Even parents who have the best intentions will frequently get it wrong and say something unintentionally offensive and hurtful.
IM GAY WHY AM I GAY FULL
Talk to us.Ĭoming out to your parents is a big deal full stop. It will help educate them on all things LGB and give them the opportunity to speak to other parents for advice. I talk about someone of the opposite sex who I’m genuinely crushing on.
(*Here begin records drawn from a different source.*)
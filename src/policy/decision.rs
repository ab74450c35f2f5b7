//! Final move decision
//!
//! Once the iteration budget is spent, the move to play is read off the root's
//! children. Ties always go to the child created first.

use crate::{
    config::BestChildCriteria,
    game_state::{GameState, Move},
    tree::{NodeId, SearchTree},
};

/// Picks the best child of `node` under the given criteria
///
/// Returns None when the node has no children.
pub fn best_child<S: GameState>(
    tree: &SearchTree<S>,
    node: NodeId,
    criteria: BestChildCriteria,
) -> Option<NodeId> {
    let children = &tree.get(node).children;

    match criteria {
        BestChildCriteria::MostVisits => first_max_by(children, |child| {
            tree.get(child).visits() as f64
        }),
        BestChildCriteria::HighestWinRate => first_max_by(children, |child| {
            tree.get(child).stats().win_rate()
        }),
    }
}

/// Returns the move leading to the root's best child
///
/// None is the "no move" result: the root was never expanded, either because
/// the budget was zero or because the position has no legal move.
pub fn best_move<S: GameState>(tree: &SearchTree<S>, criteria: BestChildCriteria) -> Option<Move> {
    best_child(tree, tree.root(), criteria).and_then(|child| tree.get(child).incoming)
}

fn first_max_by<F>(children: &[NodeId], score: F) -> Option<NodeId>
where
    F: Fn(NodeId) -> f64,
{
    let mut best: Option<(NodeId, f64)> = None;

    for &child in children {
        let value = score(child);
        match best {
            Some((_, best_value)) if value <= best_value => {}
            _ => best = Some((child, value)),
        }
    }

    best.map(|(child, _)| child)
}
I literally don’t get the big deal about crushes. Whatever reaction your parents have good, bad or ugly, suggest they have a look at these organisations: FFLAG and BeLongTo They are dedicated to supporting parents of lesbian, gay or bisexual sons and daughters and have a wealth of resources nationwide. When someone asks you who you’re crushing on: A name comes to mind immediately, and it’s someone of the same gender. Questions from your parents are natural (but don’t feel pressured into answering things you aren’t comfortable with) and whether you have answers or not just be as honest as you can. Don’t stress yourself out trying to think of every answer ahead of time. One concern can be a barrage of questions, especially knowing the answers can sometimes be awkward and uncomfortable. Show them that you are the same person they’ve always loved, just more honest now. If it’s not what you hoped for, don’t despair or give up. Try not to expect too much from your parents and wherever possible, avoid measuring the success of the conversation by their initial response. Their approval or permission is not required. Decide beforehand whether you are comfortable with them sharing the news of your coming out with your family or if you want it kept between you for the time being – be clear about that. This one can easily be overlooked as you will be so relieved at finally telling them, that its natural to forget to be clear what you want to happen next. There may also never be “the perfect time,” and if there is one, you might lose your nerve and let the opportunity pass – that’s okay, don’t sweat it if that happens and try again. You are in control of this situation and its key you feel as comfortable as possible. So make sure you choose a time that won’t be interrupted and in a place that feels comfortable for you. This news deserves your parent’s full attention. You’ll know if it’s best to tell them separately or together so trust your instincts. Start with the parent you feel safer talking to.
If there is one parent you are more nervous about telling, you don’t have to tell them together. You don’t have to tell them both at the same time. Your safety and wellbeing should always come first. What might be the right thing for one person, may not be right for you. It is crucial that you take the time to consider your own personal circumstances when making the decision to come out to your parents. Determine whether this is the right time. They only just found out so remember first reactions are not always lasting reactions and they will need time to process this information. You have had months or even years to come to a place of acceptance and being ready to share it. When coming out to your parents whether they suspect anything or not, this is the first time they are hearing this news.